Posted in Articles, Asian Diaspora, Media Archive, Social Science, United States on 2013-11-21 04:01Z by Steven

Where “Old” and “New” World Color Meet in Multiracial Asian America

Racism Review
2013-11-18

Sharon Chang, Guest blogger
Multiracial Asian Families

Rare indeed is the Asian American who has not heard an aunt or grandmother say something like; ‘Don’t go out in the sun. You’ll get too dark’…[Asian countries have] had long-standing preferences for light skin, especially in women.”

Is Lighter Better? Skin-Tone Discrimination Among Asian Americans

In my continuing research examining the lives of young multiracial Asian children, it has become pretty clear pretty quick that colorism (skin color discrimination of individuals falling within the same racial group) is a major theme. This isn’t a surprise to me, a multiracial Asian woman who grew up constantly scrutinized and measured as more European looking against other Asian peoples. I launched an Amazon hunt and as usual, found very little. In fact almost nothing; only one book addressing colorism in the Asian American community: Is Lighter Better?

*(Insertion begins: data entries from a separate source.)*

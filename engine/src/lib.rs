#![deny(
    unsafe_code,
    missing_docs,
    dead_code,
    unused_results,
    non_snake_case,
    unreachable_pub
)]

//! Tick orchestrator for Nova Defence.
//!
//! [`Simulation`] owns the [`World`] and one instance of every system. Player
//! intent goes through [`Simulation::submit`]; time advances through
//! [`Simulation::tick`], which runs the systems in a fixed order and then
//! checks for victory:
//!
//! 1. wave director
//! 2. enemy movement
//! 3. enemy health
//! 4. tower targeting
//! 5. tower combat
//! 6. projectiles
//! 7. hero movement
//! 8. hero abilities
//! 9. hero combat
//! 10. win check
//!
//! Damage dealt during a tick is resolved into kills by the health pass of
//! the following tick.

use log::{info, warn};
use nova_defence_core::{Command, ConfigError, Event, GameConfig, GamePhase};
use nova_defence_system_enemy_health::EnemyHealth;
use nova_defence_system_hero_abilities::HeroAbilities;
use nova_defence_system_hero_combat::HeroCombat;
use nova_defence_system_hero_movement::HeroMovement;
use nova_defence_system_movement::EnemyMovement;
use nova_defence_system_projectiles::Projectiles;
use nova_defence_system_spawning::WaveDirector;
use nova_defence_system_tower_combat::TowerCombat;
use nova_defence_system_tower_targeting::TowerTargeting;
use nova_defence_world::{apply, CommandError, World};
use thiserror::Error;

/// Match configuration embedded in the engine.
pub const DEFAULT_CONFIG: &str = include_str!("../assets/default.toml");

/// Failures raised while building a simulation.
#[derive(Debug, Error)]
pub enum EngineError {
    /// The configuration document is not valid TOML for a match.
    #[error("failed to parse configuration: {0}")]
    Parse(#[from] toml::de::Error),
    /// The configuration tables are inconsistent.
    #[error("invalid configuration: {0}")]
    Config(#[from] ConfigError),
}

/// Parses a match configuration from TOML.
pub fn parse_config(source: &str) -> Result<GameConfig, EngineError> {
    let config: GameConfig = toml::from_str(source)?;
    config.validate()?;
    Ok(config)
}

/// The built-in match configuration.
pub fn default_config() -> Result<GameConfig, EngineError> {
    parse_config(DEFAULT_CONFIG)
}

#[derive(Debug, Default)]
struct Systems {
    waves: WaveDirector,
    movement: EnemyMovement,
    health: EnemyHealth,
    targeting: TowerTargeting,
    tower_combat: TowerCombat,
    projectiles: Projectiles,
    hero_movement: HeroMovement,
    abilities: HeroAbilities,
    hero_combat: HeroCombat,
}

impl Systems {
    fn armed(world: &mut World) -> Self {
        let mut systems = Self::default();
        systems.waves.initialize(world);
        systems
    }
}

/// Deterministic headless simulation of a single match.
#[derive(Debug)]
pub struct Simulation {
    world: World,
    systems: Systems,
    queued: Vec<Command>,
    pending_events: Vec<Event>,
    events: Vec<Event>,
}

impl Simulation {
    /// Builds a simulation waiting in the menu.
    pub fn new(config: GameConfig) -> Result<Self, EngineError> {
        let mut world = World::new(config)?;
        let systems = Systems::armed(&mut world);
        Ok(Self {
            world,
            systems,
            queued: Vec::new(),
            pending_events: Vec::new(),
            events: Vec::new(),
        })
    }

    /// Builds a simulation from a TOML configuration document.
    pub fn from_toml_str(source: &str) -> Result<Self, EngineError> {
        Self::new(parse_config(source)?)
    }

    /// Builds a simulation from the built-in configuration.
    pub fn with_default_config() -> Result<Self, EngineError> {
        Self::new(default_config()?)
    }

    /// Read-only view of the match state.
    #[must_use]
    pub fn world(&self) -> &World {
        &self.world
    }

    /// Wave director driving the schedule.
    #[must_use]
    pub fn wave_director(&self) -> &WaveDirector {
        &self.systems.waves
    }

    /// Applies a player command.
    ///
    /// Commands that change the world do so immediately. Ability activations
    /// and manual wave starts are validated now and acted on by the next
    /// tick. Events produced here are reported by the next [`Simulation::tick`].
    pub fn submit(&mut self, command: Command) -> Result<(), CommandError> {
        if let Err(error) = apply(&mut self.world, command.clone(), &mut self.pending_events) {
            warn!("command {command:?} rejected: {error}");
            return Err(error);
        }

        match command {
            Command::ActivateAbility { .. } | Command::StartNextWave => self.queued.push(command),
            Command::ResetGame => {
                self.systems = Systems::armed(&mut self.world);
                self.queued.clear();
            }
            _ => {}
        }
        Ok(())
    }

    /// Advances the match by `dt` seconds, clamped to the configured maximum.
    ///
    /// Returns every event emitted since the previous tick. Nothing advances
    /// unless the match is being played.
    pub fn tick(&mut self, dt: f32) -> &[Event] {
        self.events.clear();
        self.events.append(&mut self.pending_events);

        if self.world.phase() != GamePhase::Playing {
            return &self.events;
        }

        let dt = dt.clamp(0.0, self.world.config().max_tick_delta);
        self.world.advance_clock(dt);

        let commands = std::mem::take(&mut self.queued);
        let world = &mut self.world;
        let events = &mut self.events;
        let systems = &mut self.systems;

        systems.waves.handle(&commands, world, dt, events);
        systems.movement.handle(world, dt, events);
        systems.health.handle(world, events);
        systems.targeting.handle(world);
        systems.tower_combat.handle(world, events);
        systems.projectiles.handle(world, dt, events);
        systems.hero_movement.handle(world, dt);
        systems.abilities.handle(&commands, world, dt, events);
        systems.hero_combat.handle(world, events);
        check_victory(world, events);

        &self.events
    }
}

fn check_victory(world: &mut World, out_events: &mut Vec<Event>) {
    if world.phase() != GamePhase::Playing {
        return;
    }
    let status = world.wave_status();
    let cleared = status.current_wave >= status.total_waves
        && !status.wave_in_progress
        && world.enemy_count() == 0
        && status.enemies_remaining == 0;
    if cleared {
        info!("all {} waves cleared", status.total_waves);
        world.set_phase(GamePhase::Won, out_events);
    }
}

#[cfg(test)]
mod tests {
    use super::*;

    #[test]
    fn embedded_configuration_is_complete() {
        let config = default_config().expect("default configuration parses");
        assert_eq!(config.waves.len(), 5);
        assert_eq!(config.heroes.len(), 5);
        assert_eq!(config.map.tower_spots.len(), 6);
        assert!(config.wave_schedule.auto_advance);
    }

    #[test]
    fn malformed_documents_are_rejected() {
        assert!(matches!(
            Simulation::from_toml_str("starting_hero = 3"),
            Err(EngineError::Parse(_))
        ));
    }

    #[test]
    fn inconsistent_tables_are_rejected() {
        let trimmed = DEFAULT_CONFIG.replace("kind = \"diggory\"", "kind = \"zipzap\"");
        assert!(matches!(
            Simulation::from_toml_str(&trimmed),
            Err(EngineError::Config(ConfigError::DuplicateEntry { .. }))
        ));
    }
}
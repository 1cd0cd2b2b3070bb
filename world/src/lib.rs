#![deny(
    unsafe_code,
    missing_docs,
    dead_code,
    unused_results,
    non_snake_case,
    unreachable_pub
)]

//! Authoritative game state store for Nova Defence.
//!
//! The [`World`] owns every entity collection, the economy, the wave
//! counters and the UI selection. Systems receive it by mutable reference
//! once per tick and mutate it in a fixed order; collaborators read it
//! through the accessors and the [`query`] helpers. Player intent enters
//! through [`apply`].

pub mod factories;
pub mod path;
#[cfg(any(test, feature = "test_support"))]
pub mod testing;
pub mod towers;

pub use path::{PathAdvance, PathModel};

use std::collections::BTreeMap;

use log::{debug, info, warn};
use nova_defence_core::{
    Command, ConfigError, Enemy, EnemyId, EnemyKind, Event, GameConfig, GamePhase, Hero, HeroId,
    HeroKind, PlacementError, Projectile, ProjectileId, SaleError, SplitBehavior, SpotId, Tower,
    TowerId, TowerKind, TowerSpot, TowerTier, UpgradeError, Vec3,
};
use rand::SeedableRng;
use rand_chacha::ChaCha8Rng;
use sha2::{Digest, Sha256};
use thiserror::Error;

const RNG_STREAM_SIMULATION: &str = "simulation";

/// Reasons an inbound command is refused.
#[derive(Clone, Debug, PartialEq, Error)]
pub enum CommandError {
    /// The tower could not be placed.
    #[error("tower placement rejected: {0}")]
    Placement(#[from] PlacementError),
    /// The tower could not be upgraded.
    #[error("tower upgrade rejected: {0}")]
    Upgrade(#[from] UpgradeError),
    /// The tower could not be sold.
    #[error("tower sale rejected: {0}")]
    Sale(#[from] SaleError),
    /// The command is not valid in the current phase.
    #[error("command not allowed while the game is {0:?}")]
    InvalidPhase(GamePhase),
    /// The hero cannot move while its fortress stance is active.
    #[error("hero is rooted in place")]
    HeroRooted,
    /// The configuration lacks an entry the command needs.
    #[error(transparent)]
    Config(#[from] ConfigError),
}
fn sample_enemies() -> Vec<EnemyConfig> {
    vec![
        enemy(
            EnemyKind::Blobbert,
            "Blobbert",
            (100.0, 2.0, 1, 10),
            Behaviors {
                split: Some(SplitBehavior {
                    count: 2,
                    health_percent: 0.4,
                }),
                ..Behaviors::default()
            },
        ),
        enemy(
            EnemyKind::SirScuttles,
            "Sir Scuttles",
            (80.0, 2.5, 1, 12),
            Behaviors {
                dodge: Some(DodgeBehavior { chance: 0.33 }),
                ..Behaviors::default()
            },
        ),
        enemy(
            EnemyKind::Chonkzilla,
            "Chonkzilla",
            (300.0, 1.0, 3, 30),
            Behaviors {
                armor: Some(ArmorBehavior { percent: 0.5 }),
                knockback_immune: true,
                ..Behaviors::default()
            },
        ),
        enemy(
            EnemyKind::Floofernaut,
            "Floofernaut",
            (90.0, 3.0, 1, 15),
            Behaviors {
                trail: Some(TrailBehavior { interval: 1.0 }),
                ..Behaviors::default()
            },
        ),
        enemy(
            EnemyKind::Zipzap,
            "Zipzap",
            (70.0, 2.0, 1, 15),
            Behaviors {
                teleport: Some(TeleportBehavior {
                    interval: 3.0,
                    segments: 1,
                }),
                ..Behaviors::default()
            },
        ),
        enemy(
            EnemyKind::Diggory,
            "Diggory",
            (120.0, 1.5, 2, 20),
            Behaviors {
                burrow: Some(BurrowBehavior {
                    interval: 4.0,
                    duration: 1.5,
                    segments: 1,
                }),
                ..Behaviors::default()
            },
        ),
    ]
}
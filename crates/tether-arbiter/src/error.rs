//! Arbiter error types.

use thiserror::Error;

/// Errors that can occur during lifecycle arbitration.
#[derive(Debug, Error)]
pub enum ArbiterError {
    #[error("feature not configured: {0}")]
    NotConfigured(String),

    #[error("refusing to kill administratively disabled feature: {0}")]
    Disabled(String),

    #[error("no instance to wait on for feature: {0}")]
    NoInstance(String),

    #[error("state store error: {0}")]
    State(#[from] tether_state::StateError),

    #[error("runtime error: {0}")]
    Runtime(#[from] tether_runtime::RuntimeError),
}

pub type ArbiterResult<T> = Result<T, ArbiterError>;
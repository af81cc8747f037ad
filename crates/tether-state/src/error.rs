//! Error types for the Tether state store.

use thiserror::Error;

/// Result type alias for state store operations.
pub type StateResult<T> = Result<T, StateError>;

/// Errors that can occur during state store operations.
#[derive(Debug, Error)]
pub enum StateError {
    #[error("failed to open database: {0}")]
    Open(String),

    #[error("transaction error: {0}")]
    Transaction(String),

    #[error("table error: {0}")]
    Table(String),

    #[error("read error: {0}")]
    Read(String),

    #[error("write error: {0}")]
    Write(String),

    #[error("serialization error: {0}")]
    Serialize(String),

    #[error("deserialization error: {0}")]
    Deserialize(String),
}
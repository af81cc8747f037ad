//! tether-arbiter — ownership arbitration for managed features.
//!
//! Decides, per lifecycle operation, whether the local supervisor or the
//! remote cluster scheduler runs a feature, and drives the collaborators
//! that record and execute that decision:
//!
//! ```text
//! OwnershipArbiter
//!   ├── FeatureConfigs (owner preference, fallback permission, desired state)
//!   ├── FeatureStates  (current owner, remote state, instance id, up/down)
//!   ├── DeployLabels   (remote-deploy trigger consumed by the cluster)
//!   ├── ClusterLink    (connectivity record, read-only here)
//!   ├── RuntimeClient  (start/stop/kill/blocking-wait, image version)
//!   └── FallbackWaiter (bounded poll loop for the pending window)
//! ```
//!
//! Each operation is a short-lived, single-threaded invocation. The
//! invoking supervisor guarantees at most one in-flight operation per
//! feature; concurrent same-feature invocations are undefined behavior
//! (no internal locking is performed, by contract).

pub mod arbiter;
pub mod error;
pub mod settings;
pub mod waiter;

pub use arbiter::{decide_start_mode, resolve_instance, OwnershipArbiter, StartMode};
pub use error::{ArbiterError, ArbiterResult};
pub use settings::Settings;
pub use waiter::FallbackWaiter;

Skin-Tone Discrimination Among Asian Americans by Joanne L. Rondilla and Paul Spickard (2007) (if you know of more, please send to me).

According to Rondilla & Spickard, colorism in Asia is less about wanting to look European and more a class imperative. “To be light is to be rich, for dark skin comes from working outside in the sun…the yearning to be light is a desire to look like rich Asians, not like Whites” (Rondilla & Spickard, 2007, p.4). A preference for light-skinned beauty existed long before serious encounters with Europeans and Americans, and this desire deeply persists. Though not visibly common in the US, skin lightening products are loudly advertised and mass-consumed all over Asia. And sales are rising. Two million units of skin lightening soap are sold annually in the Philippines. Today, every major cosmetics company has some form of skin lightener (Rondilla & Spickard, 2007).

So what happens when huge numbers of Asian immigrants (430,000 in 2010) and students (6 in 10 international students are from Asia) start arriving Stateside and their colorist/class values meet US racism which has aggressively devalued and violently oppressed dark-skinned people for hundreds of years? What happens when White Perfect (above) meets Jim Crow? “Less yellowish” meets Yellow Peril?…

Where does this leave multiracial Asian Americans born into these overlapping frameworks? I’m afraid that as multiracial Asian Americans, this leaves us poised very precariously at times. Despite what you might imagine, with the recent influx of Asian immigration and Asians marrying out of their ethnic group at a higher rate than any other racial group, multiracial Asian children are not actually that far removed from “old world” prejudices and are often second generation Americans like myself. I have been constantly scanned for Asian versus white features by Asian immigrants and proclaimed “the best of both worlds” leaving me with the uncomfortable, highly racialized feeling there’s something I did or didn’t get that I should be glad about but that one or both of my halves might resent. In my October post “Mixed Heritage and Knowing We Still Have Work To Do,”  I described the race challenges shared by a quarter Asian youth panelist (Black/Asian/white) as part of a local mixed heritage dialogue…

Read the entire article here.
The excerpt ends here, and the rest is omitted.